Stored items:
[Start of section]

//! Fixture builders shared by the engine's unit tests.

use fhrs_osm_compare_models::{District, Establishment, Location, MapEntity, OsmKind};

/// Rugby town centre.
pub const RUGBY: Location = Location::new(-1.263, 52.372);

/// A square district spanning `[west, east] x [south, north]`.
pub fn square_district(
    id: i32,
    name: &str,
    west: f64,
    south: f64,
    east: f64,
    north: f64,
) -> District {
    District {
        id,
        name: name.to_string(),
        boundary_geojson: format!(
            r#"{{"type":"Polygon","coordinates":[[[{west},{south}],[{east},{south}],[{east},{north}],[{west},{north}],[{west},{south}]]]}}"#
        ),
    }
}

/// A district comfortably containing [`RUGBY`].
pub fn rugby_district() -> District {
    square_district(1, "Rugby District (B)", -1.4, 52.3, -1.1, 52.45)
}

/// A node with the given tags.
pub fn entity(
    id: i64,
    fhrs_id: Option<&str>,
    postcode: Option<&str>,
    location: Location,
    district_id: Option<i32>,
) -> MapEntity {
    MapEntity {
        id,
        kind: OsmKind::Node,
        location,
        fhrs_id: fhrs_id.map(str::to_string),
        name: Some(format!("Entity {id}")),
        postcode: postcode.map(str::to_string),
        not_postcode: None,
        district_id,
    }
}

/// An establishment with the given name, postcode and location.
pub fn establishment(
    fhrs_id: i64,
    name: &str,
    postcode: Option<&str>,
    location: Option<Location>,
    district_id: Option<i32>,
) -> Establishment {
    Establishment {
        fhrs_id,
        business_name: name.to_string(),
        address_line_1: Some("1 High Street".to_string()),
        address_line_2: None,
        address_line_3: Some("Rugby".to_string()),
        address_line_4: None,
        postcode: postcode.map(str::to_string),
        location,
        local_authority_code: Some("873".to_string()),
        district_id,
    }
}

[End of section]

[Task details] As you read the records above, find each line that contains "None" and copy it.

[Response box]
        not_postcode: None,
        address_line_2: None,
        address_line_4: None,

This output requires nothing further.